I just learned a new halakhah yesterday. According to the Jerusalem Rabbinate, having a TV in your dining room makes your food not-kosher. At least that’s what they told the little sandwich shop around the corner from me. Well, actually, that should be qualified a bit. The Rabbinate is willing to call your food kosher if you have a television set, but that’s only the pedestrian kashrut. If you want what they insist is the real certification, the mehadrin certification, the certification that tells you that it’s kosher enough for the supervising rabbi to eat there himself, then you have to ditch the tube.

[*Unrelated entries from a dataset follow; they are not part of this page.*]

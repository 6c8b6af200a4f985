//! Lockdown message model.

use std::fmt;

use plist::{Dictionary, Value};

use crate::error::{LockdownError, Result};

/// The TCP port lockdown listens on, reached through a muxer `Connect`.
pub const LOCKDOWN_PORT: u16 = 0xF27E;

/// The service type reported by `QueryType`.
pub const LOCKDOWN_SERVICE_TYPE: &str = "com.apple.mobile.lockdown";

/// Pairing protocol version sent with pairing requests.
pub const PAIRING_PROTOCOL_VERSION: &str = "2";

/// A lockdown request.
#[derive(Debug, Clone, PartialEq)]
pub struct LockdownRequest {
    request: &'static str,
    domain: Option<String>,
    key: Option<String>,
    value: Option<Value>,
    extra: Dictionary,
}

impl LockdownRequest {
    /// Create a request of the given kind.
    #[must_use]
    pub fn new(request: &'static str) -> Self {
        Self {
            request,
            domain: None,
            key: None,
            value: None,
            extra: Dictionary::new(),
        }
    }

    /// Set the `Domain` field.
    #[must_use]
    pub fn domain(mut self, domain: Option<&str>) -> Self {
        self.domain = domain.map(str::to_string);
        self
    }

    /// Set the `Key` field.
    #[must_use]
    pub fn key(mut self, key: Option<&str>) -> Self {
        self.key = key.map(str::to_string);
        self
    }

    /// Set the `Value` field.
    #[must_use]
    pub fn value(mut self, value: Value) -> Self {
        self.value = Some(value);
        self
    }

    /// Add a request-specific field.
    #[must_use]
    pub fn field(mut self, name: &str, value: impl Into<Value>) -> Self {
        self.extra.insert(name.to_string(), value.into());
        self
    }

    /// The request kind.
    #[must_use]
    pub fn name(&self) -> &'static str {
        self.request
    }

    /// Encode the request with the client label.
    #[must_use]
    pub fn to_dictionary(&self, label: &str) -> Dictionary {
        let mut dict = Dictionary::new();
        dict.insert("Label".to_string(), Value::String(label.to_string()));
        dict.insert("Request".to_string(), Value::String(self.request.to_string()));
        if let Some(domain) = &self.domain {
            dict.insert("Domain".to_string(), Value::String(domain.clone()));
        }
        if let Some(key) = &self.key {
            dict.insert("Key".to_string(), Value::String(key.clone()));
        }
        if let Some(value) = &self.value {
            dict.insert("Value".to_string(), value.clone());
        }
        for (name, value) in &self.extra {
            dict.insert(name.clone(), value.clone());
        }
        dict
    }
}

/// A lockdown response.
#[derive(Debug, Clone, PartialEq)]
pub struct LockdownResponse {
    request: String,
    payload: Dictionary,
}

impl LockdownResponse {
    /// Wrap a response dictionary, checking it answers `request`.
    ///
    /// # Errors
    ///
    /// Returns an error if the response echoes a different request.
    pub fn from_dictionary(request: &str, payload: Dictionary) -> Result<Self> {
        match payload.get("Request").and_then(Value::as_string) {
            Some(echo) if echo != request => Err(LockdownError::InvalidFrame(format!(
                "response to {echo} received for {request}"
            ))),
            _ => Ok(Self {
                request: request.to_string(),
                payload,
            }),
        }
    }

    /// The error string, if the request failed.
    #[must_use]
    pub fn error(&self) -> Option<&str> {
        self.payload.get("Error").and_then(Value::as_string)
    }

    /// The `Value` field.
    #[must_use]
    pub fn value(&self) -> Option<&Value> {
        self.payload.get("Value")
    }

    /// Look up a field.
    #[must_use]
    pub fn get(&self, name: &str) -> Option<&Value> {
        self.payload.get(name)
    }

    /// Fail with `LockdownError::Protocol` if the response carries an error.
    ///
    /// # Errors
    ///
    /// Returns the error carried by the response.
    pub fn into_success(self) -> Result<Self> {
        match self.error() {
            Some(error) => Err(self.protocol_error(error.to_string())),
            None => Ok(self),
        }
    }

    pub(crate) fn protocol_error(&self, error: String) -> LockdownError {
        LockdownError::Protocol {
            request: self.request.clone(),
            error,
            payload: self.payload.clone(),
        }
    }
}

/// Outcome of a `Pair`, `Unpair` or `ValidatePair` request.
#[derive(Debug, Clone, Copy, PartialEq, Eq, Hash)]
pub enum PairingStatus {
    /// The request succeeded.
    Success,
    /// The user tapped "Don't Trust".
    UserDeniedPairing,
    /// The trust dialog is still showing.
    PairingDialogResponsePending,
    /// The device does not accept the pairing record.
    InvalidPairRecord,
}

impl PairingStatus {
    /// Map a lockdown error string onto a status. `None` means success.
    ///
    /// Returns `None` for error strings that are not pairing outcomes.
    #[must_use]
    pub fn from_error(error: Option<&str>) -> Option<Self> {
        match error {
            None => Some(Self::Success),
            Some("UserDeniedPairing") => Some(Self::UserDeniedPairing),
            Some("PairingDialogResponsePending") => Some(Self::PairingDialogResponsePending),
            Some("InvalidPairRecord") => Some(Self::InvalidPairRecord),
            Some(_) => None,
        }
    }

    /// Whether pairing may still succeed if the request is repeated.
    #[must_use]
    pub const fn is_pending(self) -> bool {
        matches!(self, Self::PairingDialogResponsePending)
    }
}

impl fmt::Display for PairingStatus {
    fn fmt(&self, f: &mut fmt::Formatter<'_>) -> fmt::Result {
        let s = match self {
            Self::Success => "Success",
            Self::UserDeniedPairing => "UserDeniedPairing",
            Self::PairingDialogResponsePending => "PairingDialogResponsePending",
            Self::InvalidPairRecord => "InvalidPairRecord",
        };
        f.write_str(s)
    }
}

/// Result of a `Pair` request.
#[derive(Debug, Clone, PartialEq, Eq)]
pub struct PairOutcome {
    /// The pairing status.
    pub status: PairingStatus,
    /// The escrow bag returned by a successful pairing.
    pub escrow_bag: Option<Vec<u8>>,
}

/// A lockdown session.
#[derive(Debug, Clone, PartialEq, Eq)]
pub struct SessionInfo {
    /// The session identifier.
    pub session_id: String,
    /// Whether the connection must be upgraded to TLS.
    pub enable_ssl: bool,
}

/// A service started through lockdown.
#[derive(Debug, Clone, PartialEq, Eq)]
pub struct ServiceDescriptor {
    /// The device port the service listens on.
    pub port: u16,
    /// Whether the service tunnel must be upgraded to TLS.
    pub enable_service_ssl: bool,
    /// The service name.
    pub service_name: String,
}

pub(crate) fn get_u64(value: &Value) -> Option<u64> {
    value
        .as_unsigned_integer()
        .or_else(|| value.as_signed_integer().and_then(|v| u64::try_from(v).ok()))
}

I wonder what else is on the not-kosher list. Does having a radio treif up your dishes? Perhaps having an encyclopedia would make magical lesions appear on your cows’ lungs? Watch out, the word is that women workers often sneak in a little yayin nesach at the counter.
Bottom line, while we’re having our genteel debate on the virtue of bundling commandments, and whether eco and tzedek kashrut are valuable and worth pursuing, the Jerusalem Rabbinate (a state organization) has long ago expanded the meaning of kashrut, and our priorities are nowhere on their radar.
Clarification: The problem was having a TV in the dining room of the restaurant. To the best of my knowledge, no kashrut organization investigates a store owner’s private home.